** Opening Data for the task block **

#![allow(dead_code)]

use std::net::{IpAddr, Ipv4Addr, SocketAddr};
use std::sync::atomic::{AtomicBool, AtomicUsize, Ordering};
use std::sync::{Arc, Mutex};
use std::time::Duration;

use async_trait::async_trait;
use tokio::io::AsyncReadExt;
use tokio::net::TcpStream;
use tokio::sync::watch;

use pipeline_doorbell::{
    CallEnded, CallEndedNotifier, CameraId, DomainError, EndReason, MediaEndpoint, MetricsReporter, ProcessExit,
    Result, RtpDescription, SensorFlag, SessionKind, SessionOptions, SrtpOptions, TranscoderLauncher,
    TranscoderProcess, TranscoderSpec, VendorCamera, VendorSession,
};

pub const REMOTE_AUDIO_PORT: u16 = 40000;
pub const REMOTE_VIDEO_PORT: u16 = 40002;

/// Ordered record of vendor calls, shared by a camera and its sessions
#[derive(Default)]
pub struct CallLog(Mutex<Vec<String>>);

impl CallLog {
    pub fn push(&self, entry: String) {
        self.0.lock().unwrap().push(entry);
    }

    pub fn entries(&self) -> Vec<String> {
        self.0.lock().unwrap().clone()
    }

    pub fn position(&self, entry: &str) -> Option<usize> {
        self.entries().iter().position(|e| e == entry)
    }
}

/// Counts vendor calls that are open right now and the most ever open at once
#[derive(Default)]
pub struct OpenCalls {
    open: AtomicUsize,
    peak: AtomicUsize,
}

impl OpenCalls {
    fn opened(&self) {
        let now = self.open.fetch_add(1, Ordering::SeqCst) + 1;
        self.peak.fetch_max(now, Ordering::SeqCst);
    }

    fn closed(&self) {
        self.open.fetch_sub(1, Ordering::SeqCst);
    }

    pub fn open(&self) -> usize {
        self.open.load(Ordering::SeqCst)
    }

    pub fn peak(&self) -> usize {
        self.peak.load(Ordering::SeqCst)
    }
}

pub struct MockCamera {
    id: CameraId,
    pub log: Arc<CallLog>,
    pub calls: Arc<OpenCalls>,
    sessions: Mutex<Vec<Arc<MockSession>>>,
    pub fail_create: AtomicBool,
    pub fail_start: AtomicBool,
    pub start_delay: Mutex<Duration>,
}

impl MockCamera {
    pub fn new(id: &str) -> Arc<Self> {
        Arc::new(Self {
            id: CameraId::new(id).unwrap(),
            log: Arc::new(CallLog::default()),
            calls: Arc::new(OpenCalls::default()),
            sessions: Mutex::new(Vec::new()),
            fail_create: AtomicBool::new(false),
            fail_start: AtomicBool::new(false),
            start_delay: Mutex::new(Duration::ZERO),
        })
    }

    pub fn sessions_created(&self) -> usize {
        self.sessions.lock().unwrap().len()
    }

    pub fn session(&self, index: usize) -> Arc<MockSession> {
        self.sessions.lock().unwrap()[index].clone()
    }

    pub fn last_session(&self) -> Arc<MockSession> {
        self.sessions.lock().unwrap().last().unwrap().clone()
    }
}

#[async_trait]
impl VendorCamera for MockCamera {
    fn id(&self) -> &CameraId {
        &self.id
    }

    async fn create_session(&self, _options: SessionOptions) -> Result<Arc<dyn VendorSession>> {
        if self.fail_create.load(Ordering::SeqCst) {
            return Err(DomainError::VendorRequestFailed("account offline".to_string()));
        }

        let mut sessions = self.sessions.lock().unwrap();
        let session = Arc::new(MockSession::new(
            format!("s{}", sessions.len() + 1),
            self.log.clone(),
            self.calls.clone(),
            self.fail_start.load(Ordering::SeqCst),
            *self.start_delay.lock().unwrap(),
        ));
        sessions.push(session.clone());
        self.log.push(format!("create:{}", session.id));
        Ok(session)
    }

    async fn start_realtime_session(&self, session_id: &str, offer_sdp: &str) -> Result<String> {
        self.log.push(format!("realtime_start:{}", session_id));
        self.calls.opened();
        Ok(format!("answer-to:{}", offer_sdp))
    }

    async fn end_realtime_session(&self, session_id: &str) -> Result<()> {
        self.log.push(format!("realtime_end:{}", session_id));
        self.calls.closed();
        Ok(())
    }

    async fn snapshot(&self) -> Result<Vec<u8>> {
        Ok(vec![0xFF, 0xD8, 0xFF, 0xD9])
    }

    fn has_light(&self) -> bool {
        true
    }

    async fn set_light(&self, on: bool) -> Result<()> {
        self.log.push(format!("light:{}", on));
        Ok(())
    }
}

pub struct MockSession {
    pub id: String,
    log: Arc<CallLog>,
    calls: Arc<OpenCalls>,
    fail_start: bool,
    start_delay: Duration,
    started: AtomicBool,
    stop_calls: AtomicUsize,
    speaker_activations: AtomicUsize,
    next_port: AtomicUsize,
    notifier: CallEndedNotifier,
    sent: Mutex<Vec<(Vec<u8>, SocketAddr)>>,
}

impl MockSession {
    fn new(id: String, log: Arc<CallLog>, calls: Arc<OpenCalls>, fail_start: bool, start_delay: Duration) -> Self {
        let (notifier, _) = CallEnded::channel();
        Self {
            id,
            log,
            calls,
            fail_start,
            start_delay,
            started: AtomicBool::new(false),
            stop_calls: AtomicUsize::new(0),
            speaker_activations: AtomicUsize::new(0),
            next_port: AtomicUsize::new(50000),
            notifier,
            sent: Mutex::new(Vec::new()),
        }
    }

    pub fn stop_calls(&self) -> usize {
        self.stop_calls.load(Ordering::SeqCst)
    }

    pub fn speaker_activations(&self) -> usize {
        self.speaker_activations.load(Ordering::SeqCst)
    }

    pub fn sent(&self) -> Vec<(Vec<u8>, SocketAddr)> {
        self.sent.lock().unwrap().clone()
    }

    /// Remote hangup: the vendor reports the call over without a local stop
    pub fn hang_up(&self) {
        self.notifier.notify();
    }

    pub fn srtp() -> SrtpOptions {
        SrtpOptions::new(SrtpOptions::DEFAULT_SUITE, "dGVzdC1rZXktcGFyYW1z")
    }
}

#[async_trait]
impl VendorSession for MockSession {
    fn id(&self) -> &str {
        &self.id
    }

    async fn start(&self) -> Result<RtpDescription> {
        if !self.start_delay.is_zero() {
            tokio::time::sleep(self.start_delay).await;
        }
        self.log.push(format!("start:{}", self.id));
        if self.fail_start {
            return Err(DomainError::VendorRequestFailed("call rejected".to_string()));
        }

        self.started.store(true, Ordering::SeqCst);
        self.calls.opened();
        Ok(RtpDescription {
            address: IpAddr::V4(Ipv4Addr::LOCALHOST),
            audio: MediaEndpoint {
                port: REMOTE_AUDIO_PORT,
                srtp: Self::srtp(),
            },
            video: MediaEndpoint {
                port: REMOTE_VIDEO_PORT,
                srtp: Self::srtp(),
            },
        })
    }

    async fn reserve_port(&self, count: u16) -> Result<u16> {
        let port = self.next_port.fetch_add(count as usize * 2, Ordering::SeqCst);
        Ok(port as u16)
    }

    fn prepare_transcoder(
        &self,
        _include_video: bool,
        extra_args: &[String],
        _description: &RtpDescription,
        audio_port: u16,
        video_port: u16,
        handoff_url: &str,
    ) -> TranscoderSpec {
        let mut args: Vec<String> = vec![
            "-protocol_whitelist".to_string(),
            "pipe,udp,rtp,file,crypto,tcp".to_string(),
            "-f".to_string(),
            "sdp".to_string(),
        ];
        args.extend(extra_args.iter().cloned());
        args.push("-i".to_string());
        args.push(handoff_url.to_string());

        TranscoderSpec::new(
            args,
            vec![
                "v=0".to_string(),
                format!("s={}", self.id),
                String::new(),
                format!("m=audio {} RTP/SAVP 0", audio_port),
                format!("m=video {} RTP/SAVP 99", video_port),
            ],
        )
    }

    async fn stop(&self) {
        if self.stop_calls.fetch_add(1, Ordering::SeqCst) == 0 {
            self.log.push(format!("stop:{}", self.id));
            if self.started.load(Ordering::SeqCst) {
                self.calls.closed();
            }
            self.notifier.notify();
        }
    }

    async fn activate_speaker(&self) -> Result<()> {
        self.speaker_activations.fetch_add(1, Ordering::SeqCst);
        Ok(())
    }

    async fn send_audio(&self, datagram: &[u8], destination: SocketAddr) -> Result<()> {
        self.sent.lock().unwrap().push((datagram.to_vec(), destination));
        Ok(())
    }

    fn audio_srtp(&self) -> SrtpOptions {
        Self::srtp()
    }

    fn call_ended(&self) -> CallEnded {
        self.notifier.subscribe()
    }
}

/// State of one spawned transcoder, observable after the orchestrator owns the process
pub struct ProcessRecord {
    pub args: Vec<String>,
    killed: AtomicBool,
    exit: watch::Sender<Option<i32>>,
}

impl ProcessRecord {
    pub fn is_killed(&self) -> bool {
        self.killed.load(Ordering::SeqCst)
    }

    /// The subprocess exits on its own
    pub fn finish(&self, code: i32) {
        self.exit.send_replace(Some(code));
    }

    pub fn value_after(&self, flag: &str) -> Option<&str> {
        self.args
            .iter()
            .position(|a| a == flag)
            .and_then(|i| self.args.get(i + 1))
            .map(String::as_str)
    }

    /// Local port the intercom transcoder sends its SRTP output to
    pub fn forward_port(&self) -> Option<u16> {
        let url = self.args.iter().find(|a| a.starts_with("srtp://127.0.0.1:"))?;
        let rest = url.trim_start_matches("srtp://127.0.0.1:");
        rest.split('?').next()?.parse().ok()
    }
}

struct MockProcess {
    record: Arc<ProcessRecord>,
    exit: watch::Receiver<Option<i32>>,
}

#[async_trait]
impl TranscoderProcess for MockProcess {
    fn pid(&self) -> Option<u32> {
        None
    }

    async fn wait(&mut self) -> Result<ProcessExit> {
        let code = *self
            .exit
            .wait_for(|code| code.is_some())
            .await
            .map_err(|_| DomainError::TranscoderSpawnFailed("process record dropped".to_string()))?;
        Ok(ProcessExit { code })
    }

    async fn kill(&mut self) -> Result<()> {
        self.record.killed.store(true, Ordering::SeqCst);
        if self.record.exit.borrow().is_none() {
            self.record.exit.send_replace(Some(-9));
        }
        Ok(())
    }
}

/// Launcher that records every invocation. When `connects` is set, a spawned
/// live-view transcoder dials the handoff URL and keeps what it reads.
pub struct MockLauncher {
    connects: bool,
    processes: Mutex<Vec<Arc<ProcessRecord>>>,
    received: Arc<Mutex<Vec<String>>>,
}

impl MockLauncher {
    pub fn connecting() -> Arc<Self> {
        Arc::new(Self {
            connects: true,
            processes: Mutex::new(Vec::new()),
            received: Arc::new(Mutex::new(Vec::new())),
        })
    }

    pub fn silent() -> Arc<Self> {
        Arc::new(Self {
            connects: false,
            processes: Mutex::new(Vec::new()),
            received: Arc::new(Mutex::new(Vec::new())),
        })
    }

    pub fn processes(&self) -> Vec<Arc<ProcessRecord>> {
        self.processes.lock().unwrap().clone()
    }

    pub fn last_process(&self) -> Arc<ProcessRecord> {
        self.processes.lock().unwrap().last().unwrap().clone()
    }

    pub fn received_descriptions(&self) -> Vec<String> {
        self.received.lock().unwrap().clone()
    }
}

#[async_trait]
impl TranscoderLauncher for MockLauncher {
    async fn spawn(&self, arguments: Vec<String>) -> Result<Box<dyn TranscoderProcess>> {
        let (exit, exit_rx) = watch::channel(None);
        let record = Arc::new(ProcessRecord {
            args: arguments,
            killed: AtomicBool::new(false),
            exit,
        });
        self.processes.lock().unwrap().push(record.clone());

        let handoff = record
            .value_after("-i")
            .and_then(|url| url.strip_prefix("tcp://"))
            .map(str::to_string);
        if let (true, Some(addr)) = (self.connects, handoff) {
            let received = self.received.clone();
            tokio::spawn(async move {
                let mut stream = TcpStream::connect(addr).await.unwrap();
                let mut description = String::new();
                stream.read_to_string(&mut description).await.unwrap();
                received.lock().unwrap().push(description);
            });
        }

        Ok(Box::new(MockProcess { record, exit: exit_rx }))
    }
}

#[derive(Default)]
pub struct MockMetrics {
    pub started: Mutex<Vec<SessionKind>>,
    pub ended: Mutex<Vec<(SessionKind, EndReason)>>,
    pub refreshed: AtomicUsize,
    pub handoff_timeouts: AtomicUsize,
    pub intercoms_started: AtomicUsize,
    pub intercoms_stopped: AtomicUsize,
    pub sensor_triggers: Mutex<Vec<SensorFlag>>,
}

impl MockMetrics {
    pub fn new() -> Arc<Self> {
        Arc::new(Self::default())
    }

    pub fn ended(&self) -> Vec<(SessionKind, EndReason)> {
        self.ended.lock().unwrap().clone()
    }
}

impl MetricsReporter for MockMetrics {
    fn report_session_started(&self, kind: SessionKind) {
        self.started.lock().unwrap().push(kind);
    }

    fn report_session_ended(&self, kind: SessionKind, reason: EndReason) {
        self.ended.lock().unwrap().push((kind, reason));
    }

    fn report_session_refreshed(&self) {
        self.refreshed.fetch_add(1, Ordering::SeqCst);
    }

    fn report_handoff_timeout(&self) {
        self.handoff_timeouts.fetch_add(1, Ordering::SeqCst);
    }

    fn report_intercom_started(&self) {
        self.intercoms_started.fetch_add(1, Ordering::SeqCst);
    }

    fn report_intercom_stopped(&self) {
        self.intercoms_stopped.fetch_add(1, Ordering::SeqCst);
    }

    fn report_sensor_triggered(&self, flag: SensorFlag) {
        self.sensor_triggers.lock().unwrap().push(flag);
    }
}

/// Poll `condition` until it holds or two seconds pass
pub async fn eventually(mut condition: impl FnMut() -> bool) -> bool {
    for _ in 0..200 {
        if condition() {
            return true;
        }
        tokio::time::sleep(Duration::from_millis(10)).await;
    }
    condition()
}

** Closing Data for the task block **

#### What you are asked to do:
Exactly as written, reproduce the lines of the data above from the first line through the line where "pub fn position(&self, entry: &str)" appears.

#### Answer section:
#![allow(dead_code)]

use std::net::{IpAddr, Ipv4Addr, SocketAddr};
use std::sync::atomic::{AtomicBool, AtomicUsize, Ordering};
use std::sync::{Arc, Mutex};
use std::time::Duration;

use async_trait::async_trait;
use tokio::io::AsyncReadExt;
use tokio::net::TcpStream;
use tokio::sync::watch;

use pipeline_doorbell::{
    CallEnded, CallEndedNotifier, CameraId, DomainError, EndReason, MediaEndpoint, MetricsReporter, ProcessExit,
    Result, RtpDescription, SensorFlag, SessionKind, SessionOptions, SrtpOptions, TranscoderLauncher,
    TranscoderProcess, TranscoderSpec, VendorCamera, VendorSession,
};

pub const REMOTE_AUDIO_PORT: u16 = 40000;
pub const REMOTE_VIDEO_PORT: u16 = 40002;

/// Ordered record of vendor calls, shared by a camera and its sessions
#[derive(Default)]
pub struct CallLog(Mutex<Vec<String>>);

impl CallLog {
    pub fn push(&self, entry: String) {
        self.0.lock().unwrap().push(entry);
    }

    pub fn entries(&self) -> Vec<String> {
        self.0.lock().unwrap().clone()
    }

    pub fn position(&self, entry: &str) -> Option<usize> {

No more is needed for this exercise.